- Opening Delimiter -

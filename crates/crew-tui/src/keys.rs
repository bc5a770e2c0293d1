// Copyright (c) 2024-2026 Martin Schröder <info@swedishembedded.com>
//
// SPDX-License-Identifier: MIT
use crossterm::event::{KeyCode, KeyEvent, KeyModifiers};

use crate::controller::Focus;

/// All logical actions the TUI can perform, independent of key binding.
#[derive(Debug, Clone, Copy, PartialEq, Eq)]
pub enum Action {
    // Navigation
    CycleFocus,
    ScrollUp,
    ScrollDown,
    ScrollPageUp,
    ScrollPageDown,

    // Input
    InputChar(char),
    InputBackspace,
    InputDelete,
    InputMoveCursorLeft,
    InputMoveCursorRight,
    InputMoveLineStart,
    InputMoveLineEnd,
    Submit,

    // To-do panel
    TodoUp,
    TodoDown,
    CompleteTodo,

    // Toolbar
    BrowseFiles,
    TerminalCommand,
    Export,
    SystemInfo,
    RefreshTodos,
    /// Index into `AgentId::KNOWN`.
    SwitchAgent(usize),

    // Modals
    ModalUp,
    ModalDown,
    ModalSelect,
    ModalBack,
    ModalChar(char),
    ModalBackspace,
    CloseModals,

    // App
    Quit,
    Help,
}

/// Which modal, if any, receives keys before the panes.
#[derive(Debug, Clone, Copy, PartialEq, Eq)]
pub enum Modal {
    Help,
    FileBrowser,
    Command,
}

/// Map a raw key event to an [`Action`], depending on the open modal and
/// which pane has focus.
pub fn map_key(event: KeyEvent, focus: Focus, modal: Option<Modal>) -> Option<Action> {
    let ctrl = event.modifiers.contains(KeyModifiers::CONTROL);
    let alt = event.modifiers.contains(KeyModifiers::ALT);
    let plain = !ctrl && !alt;

    // ── Always available ─────────────────────────────────────────────────────
    match event.code {
        KeyCode::Char('q') | KeyCode::Char('c') if ctrl => return Some(Action::Quit),
        KeyCode::Esc => return Some(Action::CloseModals),
        _ => {}
    }

    if let Some(modal) = modal {
        return map_modal_key(event, modal, plain);
    }

    match event.code {
        // ── Toolbar ──────────────────────────────────────────────────────────
        KeyCode::Char('b') if ctrl => Some(Action::BrowseFiles),
        KeyCode::Char('t') if ctrl => Some(Action::TerminalCommand),
        KeyCode::Char('e') if ctrl => Some(Action::Export),
        // Ctrl+I only arrives as such with keyboard enhancement; F9 always works.
        KeyCode::Char('i') if ctrl => Some(Action::SystemInfo),
        KeyCode::F(9) => Some(Action::SystemInfo),
        KeyCode::Char('r') if ctrl => Some(Action::RefreshTodos),
        KeyCode::F(1) => Some(Action::Help),
        KeyCode::F(n @ 2..=8) => Some(Action::SwitchAgent(usize::from(n - 2))),
        KeyCode::Char(c @ '1'..='7') if alt => Some(Action::SwitchAgent(c as usize - '1' as usize)),
        KeyCode::Tab => Some(Action::CycleFocus),

        // ── Input pane ───────────────────────────────────────────────────────
        KeyCode::Enter if focus == Focus::Input => Some(Action::Submit),
        KeyCode::Backspace if focus == Focus::Input => Some(Action::InputBackspace),
        KeyCode::Delete if focus == Focus::Input => Some(Action::InputDelete),
        KeyCode::Left if focus == Focus::Input => Some(Action::InputMoveCursorLeft),
        KeyCode::Right if focus == Focus::Input => Some(Action::InputMoveCursorRight),
        KeyCode::Home if focus == Focus::Input => Some(Action::InputMoveLineStart),
        KeyCode::End if focus == Focus::Input => Some(Action::InputMoveLineEnd),
        KeyCode::Char(c) if focus == Focus::Input && plain => Some(Action::InputChar(c)),

        // ── To-do pane ───────────────────────────────────────────────────────
        KeyCode::Up | KeyCode::Char('k') if focus == Focus::Todo && plain => Some(Action::TodoUp),
        KeyCode::Down | KeyCode::Char('j') if focus == Focus::Todo && plain => Some(Action::TodoDown),
        KeyCode::Enter if focus == Focus::Todo => Some(Action::CompleteTodo),

        // ── Chat pane ────────────────────────────────────────────────────────
        KeyCode::Up | KeyCode::Char('k') if focus == Focus::Chat && plain => Some(Action::ScrollUp),
        KeyCode::Down | KeyCode::Char('j') if focus == Focus::Chat && plain => Some(Action::ScrollDown),
        KeyCode::PageUp => Some(Action::ScrollPageUp),
        KeyCode::PageDown => Some(Action::ScrollPageDown),

        _ => None,
    }
}

fn map_modal_key(event: KeyEvent, modal: Modal, plain: bool) -> Option<Action> {
    match modal {
        // Any key dismisses the help screen.
        Modal::Help => Some(Action::CloseModals),
        Modal::FileBrowser => match event.code {
            KeyCode::Up | KeyCode::Char('k') => Some(Action::ModalUp),
            KeyCode::Down | KeyCode::Char('j') => Some(Action::ModalDown),
            KeyCode::Enter => Some(Action::ModalSelect),
            KeyCode::Backspace => Some(Action::ModalBack),
            _ => None,
        },
        Modal::Command => match event.code {
            KeyCode::Enter => Some(Action::ModalSelect),
            KeyCode::Backspace => Some(Action::ModalBackspace),
            KeyCode::Char(c) if plain => Some(Action::ModalChar(c)),
            _ => None,
        },
    }
}

// ─── Unit tests ───────────────────────────────────────────────────────────────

- Closing Delimiter -

● **Problem statement**
Beginning at the line above with "KeyCode::Char(c @ '1'..='7')" and finishing at the line with "KeyCode::Up | KeyCode::Char('k') if focus == Focus::Todo", return each line exactly and return nothing else.

● **Exercise answer**
        KeyCode::Char(c @ '1'..='7') if alt => Some(Action::SwitchAgent(c as usize - '1' as usize)),
        KeyCode::Tab => Some(Action::CycleFocus),

        // ── Input pane ───────────────────────────────────────────────────────
        KeyCode::Enter if focus == Focus::Input => Some(Action::Submit),
        KeyCode::Backspace if focus == Focus::Input => Some(Action::InputBackspace),
        KeyCode::Delete if focus == Focus::Input => Some(Action::InputDelete),
        KeyCode::Left if focus == Focus::Input => Some(Action::InputMoveCursorLeft),
        KeyCode::Right if focus == Focus::Input => Some(Action::InputMoveCursorRight),
        KeyCode::Home if focus == Focus::Input => Some(Action::InputMoveLineStart),
        KeyCode::End if focus == Focus::Input => Some(Action::InputMoveLineEnd),
        KeyCode::Char(c) if focus == Focus::Input && plain => Some(Action::InputChar(c)),

        // ── To-do pane ───────────────────────────────────────────────────────
        KeyCode::Up | KeyCode::Char('k') if focus == Focus::Todo && plain => Some(Action::TodoUp),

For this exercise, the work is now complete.